The conspiracy also highlights how corruption may have facilitated the operation at customs entry points. The systematic falsification of import documentation over 339 separate container shipments, combined with complete evasion of duty payments, suggests complicity or negligence among officials responsible for verifying that imported poultry products actually meet legal re-export requirements. Hanoi police have formally charged both Loan and Ngoc under Article 188 of Vietnam's 2015 Penal Code, which addresses smuggling offences.
For regional food-safety regulators and traders operating in Southeast Asia, this case serves as a cautionary reminder of how importers can weaponise legitimate trade categories to channel restricted products into consumer channels. The use of legitimate cold-chain infrastructure and established food-service distribution networks made the operation difficult to detect until investigators pieced together customs paperwork inconsistencies with actual market supply patterns.
Authorities emphasise that their investigation remains active, with ongoing efforts to identify additional individuals and organisations complicit in the smuggling network. The inquiry will likely expand beyond the two primary suspects to determine whether warehouse operators, logistics providers, food-service purchasers, or customs officials bore knowledge of or facilitation responsibilities for the scheme. Each layer of the distribution chain represents a potential avenue for expanding criminal liability.
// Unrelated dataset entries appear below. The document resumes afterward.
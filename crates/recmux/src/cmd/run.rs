use std::sync::atomic::{AtomicBool, Ordering};
use std::sync::Arc;

use recmux_frame::{InQueue, Mux};
use recmux_process::{RecognizerProcess, IN_QUEUE_NAME};
use tracing::{debug, info, warn};

use crate::cmd::{parse_duration, stdin_queue, RunArgs};
use crate::exit::{frame_error, process_error, CliError, CliResult, INTERNAL, SUCCESS};
use crate::output::{print_message, OutputFormat};

const STDIN_QUEUE_NAME: &str = "stdin";

pub fn run(args: RunArgs, format: OutputFormat) -> CliResult<i32> {
    let poll_interval = parse_duration(&args.poll_interval)?;
    let mut process = RecognizerProcess::new(args.connect, args.script, args.beam, args.lm_scale)
        .map_err(|err| process_error("invalid recognizer settings", err))?;
    let mut stdin = if args.forward_stdin {
        Some(stdin_queue(STDIN_QUEUE_NAME)?)
    } else {
        None
    };

    let running = Arc::new(AtomicBool::new(true));
    install_ctrlc_handler(running.clone())?;

    process
        .start()
        .map_err(|err| process_error("failed to start recognizer", err))?;

    let mut printed = 0usize;

    while running.load(Ordering::SeqCst) {
        let waited = {
            let (inq, outq) = process.queues_mut();
            let mut mux = Mux::new();
            mux.add_in_queue(inq).add_out_queue(outq);
            if let Some(queue) = stdin.as_mut().filter(|queue| !queue.eof()) {
                mux.add_in_queue(queue);
            }
            mux.wait_and_flush_timeout(poll_interval)
        };
        match waited {
            Ok(_) => {}
            Err(err) if err.is_broken_pipe() => {
                warn!("recognizer closed its input, no longer forwarding");
                process.close_input();
                stdin = None;
            }
            Err(err) => return Err(frame_error("wait failed", err)),
        }

        if let Some(queue) = stdin.as_mut() {
            if !forward(queue, &mut process)? {
                stdin = None;
            }
        }

        while let Some(msg) = process.in_queue_mut().pop_front() {
            print_message(&msg, IN_QUEUE_NAME, format);
            printed = printed.saturating_add(1);

            if args.count.is_some_and(|count| printed >= count) {
                finish(&mut process)?;
                return Ok(SUCCESS);
            }
        }

        if process.in_queue().eof() {
            info!(printed, "recognizer closed its output");
            break;
        }
    }

    finish(&mut process)?;
    Ok(SUCCESS)
}

/// Move everything read from stdin to the recognizer. Once stdin is
/// exhausted and sent, close the recognizer's input so it can finish.
///
/// Returns whether forwarding should go on.
fn forward(stdin: &mut InQueue, process: &mut RecognizerProcess) -> CliResult<bool> {
    while let Some(msg) = stdin.pop_front() {
        process
            .send(msg)
            .map_err(|err| process_error("forward failed", err))?;
    }
    if stdin.eof() && !process.out_queue().has_pending() {
        debug!("stdin exhausted, closing recognizer input");
        stdin.disable();
        process.close_input();
        return Ok(false);
    }
    Ok(true)
}

fn finish(process: &mut RecognizerProcess) -> CliResult<()> {
    let status = process
        .finish()
        .map_err(|err| process_error("failed to stop recognizer", err))?;
    if let Some(status) = status {
        debug!(%status, "recognizer reaped");
    }
    Ok(())
}

fn install_ctrlc_handler(running: Arc<AtomicBool>) -> CliResult<()> {
    ctrlc::set_handler(move || {
        running.store(false, Ordering::SeqCst);
    })
    .map_err(|err| CliError::new(INTERNAL, format!("signal handler setup failed: {err}")))
}
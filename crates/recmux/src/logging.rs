use std::str::FromStr;

use clap::ValueEnum;
use tracing::level_filters::LevelFilter;
use tracing_subscriber::filter::Targets;
use tracing_subscriber::prelude::*;

/// Overrides `--log-level` with per-target directives, e.g.
/// `recmux_frame=trace,warn`.
pub const LOG_ENV: &str = "RECMUX_LOG";

/// Targets that follow `--log-level`; everything else is capped at `warn`.
const RECMUX_TARGETS: [&str; 4] = ["recmux", "recmux_transport", "recmux_frame", "recmux_process"];

#[derive(Copy, Clone, Debug, ValueEnum)]
pub enum LogFormat {
    Text,
    Json,
}

#[derive(Copy, Clone, Debug, ValueEnum)]
pub enum LogLevel {
    Error,
    Warn,
    Info,
    Debug,
    Trace,
}

impl LogLevel {
    pub fn as_filter(self) -> LevelFilter {
        match self {
            LogLevel::Error => LevelFilter::ERROR,
            LogLevel::Warn => LevelFilter::WARN,
            LogLevel::Info => LevelFilter::INFO,
            LogLevel::Debug => LevelFilter::DEBUG,
            LogLevel::Trace => LevelFilter::TRACE,
        }
    }
}

/// Per-target filter: the recmux crates at `level`, dependencies at most `warn`.
pub fn targets_for(level: LogLevel) -> Targets {
    let level = level.as_filter();
    Targets::new()
        .with_default(level.min(LevelFilter::WARN))
        .with_targets(RECMUX_TARGETS.map(|target| (target, level)))
}

/// Log to stderr; stdout is reserved for messages.
///
/// A valid [`LOG_ENV`] replaces the filter derived from `level`.
pub fn init_logging(format: LogFormat, level: LogLevel) {
    let targets = std::env::var(LOG_ENV)
        .ok()
        .and_then(|directives| Targets::from_str(&directives).ok())
        .unwrap_or_else(|| targets_for(level));

    let layer = tracing_subscriber::fmt::layer()
        .with_writer(std::io::stderr)
        .with_ansi(false)
        .with_target(false);
    let registry = tracing_subscriber::registry().with(targets);

    match format {
        LogFormat::Text => {
            let _ = registry.with(layer).try_init();
        }
        LogFormat::Json => {
            let _ = registry.with(layer.json()).try_init();
        }
    }
}

#[cfg(test)]
mod tests {
    use tracing::Level;

    use super::*;

    #[test]
    fn recmux_crates_follow_requested_level() {
        let targets = targets_for(LogLevel::Trace);
        assert!(targets.would_enable("recmux_frame::in_queue", &Level::TRACE));
        assert!(targets.would_enable("recmux_process", &Level::DEBUG));
    }

    #[test]
    fn dependencies_are_capped_at_warn() {
        let targets = targets_for(LogLevel::Debug);
        assert!(!targets.would_enable("ctrlc", &Level::DEBUG));
        assert!(targets.would_enable("ctrlc", &Level::WARN));
    }

    #[test]
    fn quiet_level_applies_everywhere() {
        let targets = targets_for(LogLevel::Error);
        assert!(!targets.would_enable("recmux_process", &Level::WARN));
        assert!(!targets.would_enable("other", &Level::WARN));
        assert!(targets.would_enable("other", &Level::ERROR));
    }
}
use std::time::{Duration, Instant};

use recmux_transport::{select, FdSet};
use tracing::trace;

use crate::error::Result;
use crate::in_queue::InQueue;
use crate::out_queue::OutQueue;

/// Drives a set of queues from one blocking readiness wait.
///
/// The multiplexer only borrows its queues; build one per wait cycle from
/// whatever queues are live, call [`Mux::wait_and_flush`], drop it, then
/// drain the in-queues.
#[derive(Default)]
pub struct Mux<'a> {
    in_queues: Vec<&'a mut InQueue>,
    out_queues: Vec<&'a mut OutQueue>,
}

impl<'a> Mux<'a> {
    pub fn new() -> Self {
        Self::default()
    }

    /// Watch an in-queue for readability.
    pub fn add_in_queue(&mut self, queue: &'a mut InQueue) -> &mut Self {
        self.in_queues.push(queue);
        self
    }

    /// Watch an out-queue for writability while it has data.
    pub fn add_out_queue(&mut self, queue: &'a mut OutQueue) -> &mut Self {
        self.out_queues.push(queue);
        self
    }

    /// Wait and flush queues until an in-queue has messages or EOF pending.
    ///
    /// Returns immediately if an in-queue already has something, or if no
    /// registered queue has a descriptor worth waiting on.
    pub fn wait_and_flush(&mut self) -> Result<()> {
        self.run(None).map(|_| ())
    }

    /// Like [`Mux::wait_and_flush`], but gives up after `timeout`.
    ///
    /// Returns `true` if an in-queue has messages or EOF pending.
    pub fn wait_and_flush_timeout(&mut self, timeout: Duration) -> Result<bool> {
        self.run(Some(Instant::now() + timeout))
    }

    fn run(&mut self, deadline: Option<Instant>) -> Result<bool> {
        loop {
            if self.input_pending() {
                return Ok(true);
            }

            let (mut read_set, mut write_set) = self.create_fd_sets()?;
            if read_set.is_empty() && write_set.is_empty() {
                trace!("no descriptors to wait on");
                return Ok(false);
            }

            let timeout = match deadline {
                Some(deadline) => {
                    let now = Instant::now();
                    if now >= deadline {
                        return Ok(false);
                    }
                    Some(deadline - now)
                }
                None => None,
            };

            let ready = select(&mut read_set, &mut write_set, timeout)?;
            if ready == 0 {
                continue;
            }

            for queue in self.out_queues.iter_mut() {
                if queue.fd().is_some_and(|fd| write_set.contains(fd)) {
                    queue.flush()?;
                }
            }
            for queue in self.in_queues.iter_mut() {
                if queue.fd().is_some_and(|fd| read_set.contains(fd)) {
                    queue.flush()?;
                }
            }
        }
    }

    fn input_pending(&self) -> bool {
        self.in_queues
            .iter()
            .any(|queue| !queue.is_suspended() && (!queue.is_empty() || queue.eof()))
    }

    fn create_fd_sets(&self) -> Result<(FdSet, FdSet)> {
        let mut read_set = FdSet::new();
        let mut write_set = FdSet::new();

        for queue in &self.in_queues {
            if queue.is_suspended() || queue.eof() {
                continue;
            }
            if let Some(fd) = queue.fd() {
                read_set.insert(fd)?;
            }
        }
        for queue in &self.out_queues {
            if !queue.has_pending() {
                continue;
            }
            if let Some(fd) = queue.fd() {
                write_set.insert(fd)?;
            }
        }

        Ok((read_set, write_set))
    }
}
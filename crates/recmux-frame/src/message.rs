use std::borrow::Cow;
use std::fmt;
use std::str::FromStr;

use bytes::{BufMut, Bytes, BytesMut};

use crate::codec::{encode_u32, peek_length, HEADER_SIZE, NUMERIC_WIDTH};
use crate::error::{FrameError, Result};

const TYPE_OFFSET: usize = 4;
const URGENT_OFFSET: usize = 5;

/// Message kinds understood by both ends of the recognizer pipes.
///
/// The discriminants are the type byte on the wire and must never be
/// reordered.
#[repr(u8)]
#[derive(Debug, Clone, Copy, PartialEq, Eq, Hash)]
pub enum MessageType {
    /// Chunk of audio samples (gui -> recognizer).
    Audio = 0,
    /// End of the audio stream (gui -> recognizer).
    AudioEnd = 1,
    /// Reset the recognizer (gui -> recognizer).
    Reset = 2,
    /// Block of acoustic probabilities.
    Probs = 3,
    /// End of probabilities.
    ProbsEnd = 4,
    /// Recognizer is ready for input.
    Ready = 5,
    /// Recognized text.
    Recog = 6,
    /// End of recognition output.
    RecogEnd = 7,
    /// Decoder setting, payload `"<name> <value>"`.
    DecoderSetting = 8,
    DecoderPause = 9,
    DecoderUnpause = 10,
    AdaptOn = 11,
    AdaptOff = 12,
    AdaptReset = 13,
    AdaptCalc = 14,
    AdaptCancelled = 15,
    StateHistory = 16,
    Debug = 17,
    /// Free-form text for the user (recognizer -> gui).
    UserMessage = 18,
}

impl MessageType {
    /// Every message type, in wire-code order.
    pub const ALL: [MessageType; 19] = [
        MessageType::Audio,
        MessageType::AudioEnd,
        MessageType::Reset,
        MessageType::Probs,
        MessageType::ProbsEnd,
        MessageType::Ready,
        MessageType::Recog,
        MessageType::RecogEnd,
        MessageType::DecoderSetting,
        MessageType::DecoderPause,
        MessageType::DecoderUnpause,
        MessageType::AdaptOn,
        MessageType::AdaptOff,
        MessageType::AdaptReset,
        MessageType::AdaptCalc,
        MessageType::AdaptCancelled,
        MessageType::StateHistory,
        MessageType::Debug,
        MessageType::UserMessage,
    ];

    /// The type byte on the wire.
    pub fn code(self) -> u8 {
        self as u8
    }

    /// Look up a type by its wire byte.
    pub fn from_code(code: u8) -> Option<Self> {
        Self::ALL.get(code as usize).copied()
    }

    /// Stable kebab-case name.
    pub fn name(self) -> &'static str {
        match self {
            MessageType::Audio => "audio",
            MessageType::AudioEnd => "audio-end",
            MessageType::Reset => "reset",
            MessageType::Probs => "probs",
            MessageType::ProbsEnd => "probs-end",
            MessageType::Ready => "ready",
            MessageType::Recog => "recog",
            MessageType::RecogEnd => "recog-end",
            MessageType::DecoderSetting => "decoder-setting",
            MessageType::DecoderPause => "decoder-pause",
            MessageType::DecoderUnpause => "decoder-unpause",
            MessageType::AdaptOn => "adapt-on",
            MessageType::AdaptOff => "adapt-off",
            MessageType::AdaptReset => "adapt-reset",
            MessageType::AdaptCalc => "adapt-calc",
            MessageType::AdaptCancelled => "adapt-cancelled",
            MessageType::StateHistory => "state-history",
            MessageType::Debug => "debug",
            MessageType::UserMessage => "user-message",
        }
    }
}

impl TryFrom<u8> for MessageType {
    type Error = u8;

    fn try_from(code: u8) -> std::result::Result<Self, u8> {
        Self::from_code(code).ok_or(code)
    }
}

impl FromStr for MessageType {
    type Err = String;

    fn from_str(s: &str) -> std::result::Result<Self, String> {
        let wanted = s.trim().to_ascii_lowercase().replace('_', "-");
        Self::ALL
            .iter()
            .copied()
            .find(|kind| kind.name() == wanted)
            .ok_or_else(|| format!("unknown message type: {s}"))
    }
}

impl fmt::Display for MessageType {
    fn fmt(&self, f: &mut fmt::Formatter<'_>) -> fmt::Result {
        f.write_str(self.name())
    }
}

/// One typed, length-prefixed protocol message.
///
/// The message is stored in its wire form: bytes 0-3 always hold the total
/// buffer length, byte 4 the type and byte 5 the urgent flag. Every mutator
/// ends with [`Message::reframe`], so the length prefix can't go stale.
#[derive(Clone, PartialEq, Eq)]
pub struct Message {
    buf: BytesMut,
}

impl Message {
    /// Create a header-only message.
    pub fn new(kind: MessageType, urgent: bool) -> Self {
        Self::with_type_code(kind.code(), urgent)
    }

    /// Create a header-only message with a raw type byte.
    pub fn with_type_code(code: u8, urgent: bool) -> Self {
        let mut buf = BytesMut::with_capacity(HEADER_SIZE);
        buf.put_bytes(0, NUMERIC_WIDTH);
        buf.put_u8(code);
        buf.put_u8(u8::from(urgent));
        let mut msg = Self { buf };
        msg.reframe();
        msg
    }

    /// Urgent decoder-setting message with an ASCII `"<name> <value>"` payload.
    pub fn decoder_setting(name: &str, value: impl fmt::Display) -> Self {
        let mut msg = Self::new(MessageType::DecoderSetting, true);
        msg.append(format!("{name} {value}"));
        msg
    }

    /// Parse one complete message from its wire bytes.
    ///
    /// The length prefix must match `bytes.len()` exactly.
    pub fn from_wire(bytes: &[u8]) -> Result<Self> {
        let total = peek_length(bytes).unwrap_or_default();
        if bytes.len() < HEADER_SIZE || total < HEADER_SIZE {
            return Err(FrameError::InvalidLength {
                len: total.min(bytes.len()),
                min: HEADER_SIZE,
            });
        }
        if total != bytes.len() {
            return Err(FrameError::InvalidLength {
                len: total,
                min: HEADER_SIZE,
            });
        }
        Ok(Self::from_wire_unchecked(BytesMut::from(bytes)))
    }

    /// Wrap bytes whose length prefix the caller already checked.
    pub(crate) fn from_wire_unchecked(buf: BytesMut) -> Self {
        debug_assert!(buf.len() >= HEADER_SIZE);
        Self { buf }
    }

    pub fn set_type(&mut self, kind: MessageType) {
        self.set_type_code(kind.code());
    }

    pub fn set_type_code(&mut self, code: u8) {
        self.buf[TYPE_OFFSET] = code;
    }

    pub fn set_urgent(&mut self, urgent: bool) {
        self.buf[URGENT_OFFSET] = u8::from(urgent);
    }

    /// Drop the payload, keeping type and urgent flag.
    pub fn clear_data(&mut self) {
        self.buf.truncate(HEADER_SIZE);
        self.reframe();
    }

    /// Append raw payload bytes.
    pub fn append(&mut self, data: impl AsRef<[u8]>) {
        self.buf.extend_from_slice(data.as_ref());
        self.reframe();
    }

    /// Append a 4-byte unsigned integer.
    pub fn append_u32(&mut self, value: u32) {
        self.buf.put_slice(&encode_u32(value));
        self.reframe();
    }

    /// Append a 4-byte IEEE-754 float.
    pub fn append_f32(&mut self, value: f32) {
        self.buf.put_slice(&encode_u32(value.to_bits()));
        self.reframe();
    }

    /// Rewrite the length prefix from the current buffer size.
    ///
    /// A message must fit the 4-byte prefix. Past `u32::MAX` bytes the
    /// prefix saturates and no longer matches the buffer; receivers reject
    /// such a message long before, through `FrameConfig::max_message_size`.
    fn reframe(&mut self) {
        debug_assert!(self.buf.len() >= HEADER_SIZE);
        debug_assert!(
            fits_length_prefix(self.buf.len()),
            "message of {} bytes overflows the length prefix",
            self.buf.len()
        );
        let total = u32::try_from(self.buf.len()).unwrap_or(u32::MAX);
        self.buf[..NUMERIC_WIDTH].copy_from_slice(&encode_u32(total));
    }

    /// Raw type byte.
    pub fn type_code(&self) -> u8 {
        self.buf[TYPE_OFFSET]
    }

    /// Decoded type, or `None` for a byte outside [`MessageType`].
    pub fn message_type(&self) -> Option<MessageType> {
        MessageType::from_code(self.type_code())
    }

    pub fn urgent(&self) -> bool {
        self.buf[URGENT_OFFSET] != 0
    }

    /// Value of the length prefix.
    pub fn total_length(&self) -> usize {
        peek_length(&self.buf).unwrap_or_default()
    }

    /// Payload size in bytes.
    pub fn data_length(&self) -> usize {
        self.buf.len() - HEADER_SIZE
    }

    pub fn data(&self) -> &[u8] {
        &self.buf[HEADER_SIZE..]
    }

    /// Payload bytes for in-place editing. The length can't change here.
    pub fn data_mut(&mut self) -> &mut [u8] {
        &mut self.buf[HEADER_SIZE..]
    }

    /// Payload as text, replacing invalid UTF-8.
    pub fn data_as_string(&self) -> Cow<'_, str> {
        String::from_utf8_lossy(self.data())
    }

    /// Full wire form: header followed by payload.
    pub fn as_bytes(&self) -> &[u8] {
        &self.buf
    }

    /// Consume the message, returning its wire form.
    pub fn into_bytes(self) -> Bytes {
        self.buf.freeze()
    }
}

/// Whether a message of `len` bytes can carry its own length prefix.
fn fits_length_prefix(len: usize) -> bool {
    u32::try_from(len).is_ok()
}

impl Default for Message {
    fn default() -> Self {
        Self::new(MessageType::Audio, false)
    }
}

impl fmt::Debug for Message {
    fn fmt(&self, f: &mut fmt::Formatter<'_>) -> fmt::Result {
        let mut dbg = f.debug_struct("Message");
        match self.message_type() {
            Some(kind) => dbg.field("type", &kind),
            None => dbg.field("type", &self.type_code()),
        };
        dbg.field("urgent", &self.urgent())
            .field("data_length", &self.data_length())
            .finish()
    }
}

#[cfg(test)]
mod tests {
    use super::*;
    use crate::codec::decode_u32;

    #[test]
    fn test_length_prefix_limit() {
        assert!(fits_length_prefix(HEADER_SIZE));
        assert!(fits_length_prefix(u32::MAX as usize));
        #[cfg(target_pointer_width = "64")]
        assert!(!fits_length_prefix(u32::MAX as usize + 1));
    }

    #[test]
    fn test_new_message_is_header_only() {
        let msg = Message::new(MessageType::Ready, true);
        assert_eq!(msg.total_length(), HEADER_SIZE);
        assert_eq!(msg.as_bytes(), &[6, 0, 0, 0, 5, 1]);
        assert_eq!(msg.message_type(), Some(MessageType::Ready));
        assert!(msg.urgent());
        assert_eq!(msg.data_length(), 0);
    }

    #[test]
    fn test_length_tracks_every_append() {
        let mut msg = Message::new(MessageType::Audio, false);
        let chunks: [&[u8]; 4] = [b"a", b"", b"0123456789", &[0xff; 300]];
        let mut expected = HEADER_SIZE;

        for chunk in chunks {
            msg.append(chunk);
            expected += chunk.len();
            assert_eq!(msg.total_length(), expected);
            assert_eq!(msg.as_bytes().len(), expected);
        }

        msg.append_u32(7);
        msg.append_f32(1.5);
        expected += 2 * NUMERIC_WIDTH;
        assert_eq!(msg.total_length(), expected);
        assert_eq!(msg.data_length(), expected - HEADER_SIZE);
    }

    #[test]
    fn test_numeric_append_encoding() {
        let mut msg = Message::new(MessageType::Probs, false);
        msg.append_u32(0x0a0b_0c0d);
        msg.append_f32(-2.25);

        let data = msg.data();
        assert_eq!(&data[..4], &[0x0d, 0x0c, 0x0b, 0x0a]);
        let bits = decode_u32(data[4..8].try_into().unwrap());
        assert_eq!(f32::from_bits(bits), -2.25);
    }

    #[test]
    fn test_clear_data_restores_header_length() {
        let mut msg = Message::new(MessageType::Recog, false);
        msg.append("some text");
        msg.clear_data();

        assert_eq!(msg.total_length(), HEADER_SIZE);
        assert_eq!(msg.message_type(), Some(MessageType::Recog));
    }

    #[test]
    fn test_set_type_and_urgent_keep_length() {
        let mut msg = Message::new(MessageType::Audio, false);
        msg.append(b"xyz");
        msg.set_type(MessageType::Debug);
        msg.set_urgent(true);

        assert_eq!(msg.message_type(), Some(MessageType::Debug));
        assert!(msg.urgent());
        assert_eq!(msg.total_length(), HEADER_SIZE + 3);
        assert_eq!(msg.data(), b"xyz");
    }

    #[test]
    fn test_decoder_setting_payload() {
        let msg = Message::decoder_setting("beam", 15);
        assert_eq!(msg.message_type(), Some(MessageType::DecoderSetting));
        assert!(msg.urgent());
        assert_eq!(msg.data_as_string(), "beam 15");
        assert_eq!(msg.total_length(), HEADER_SIZE + "beam 15".len());
    }

    #[test]
    fn test_from_wire_roundtrip() {
        let mut msg = Message::new(MessageType::UserMessage, false);
        msg.append("hello");

        let parsed = Message::from_wire(msg.as_bytes()).unwrap();
        assert_eq!(parsed, msg);
        assert_eq!(parsed.data_as_string(), "hello");
    }

    #[test]
    fn test_from_wire_rejects_length_mismatch() {
        let mut msg = Message::new(MessageType::Recog, false);
        msg.append("hello");
        let mut bytes = msg.as_bytes().to_vec();
        bytes.pop();

        assert!(matches!(
            Message::from_wire(&bytes),
            Err(FrameError::InvalidLength { .. })
        ));
        assert!(matches!(
            Message::from_wire(&[1, 0]),
            Err(FrameError::InvalidLength { .. })
        ));
    }

    #[test]
    fn test_unknown_type_code_is_preserved() {
        let msg = Message::with_type_code(200, false);
        assert_eq!(msg.type_code(), 200);
        assert_eq!(msg.message_type(), None);
    }

    #[test]
    fn test_message_type_codes_and_names() {
        for (code, kind) in MessageType::ALL.iter().enumerate() {
            assert_eq!(kind.code() as usize, code);
            assert_eq!(MessageType::from_code(code as u8), Some(*kind));
            assert_eq!(kind.name().parse::<MessageType>().unwrap(), *kind);
        }
        assert_eq!(MessageType::from_code(19), None);
        assert_eq!(
            "DECODER_SETTING".parse::<MessageType>().unwrap(),
            MessageType::DecoderSetting
        );
        assert!("nope".parse::<MessageType>().is_err());
    }
}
The case reinforces the importance of supply-chain traceability systems that can flag inconsistencies between declared import purposes and actual product destinations. For Malaysian food importers and regulators, the parallel lesson extends to vigilance over one's own borders; cross-border trafficking of banned agricultural commodities remains a persistent regional challenge requiring coordinated enforcement across national boundaries and shared intelligence databases.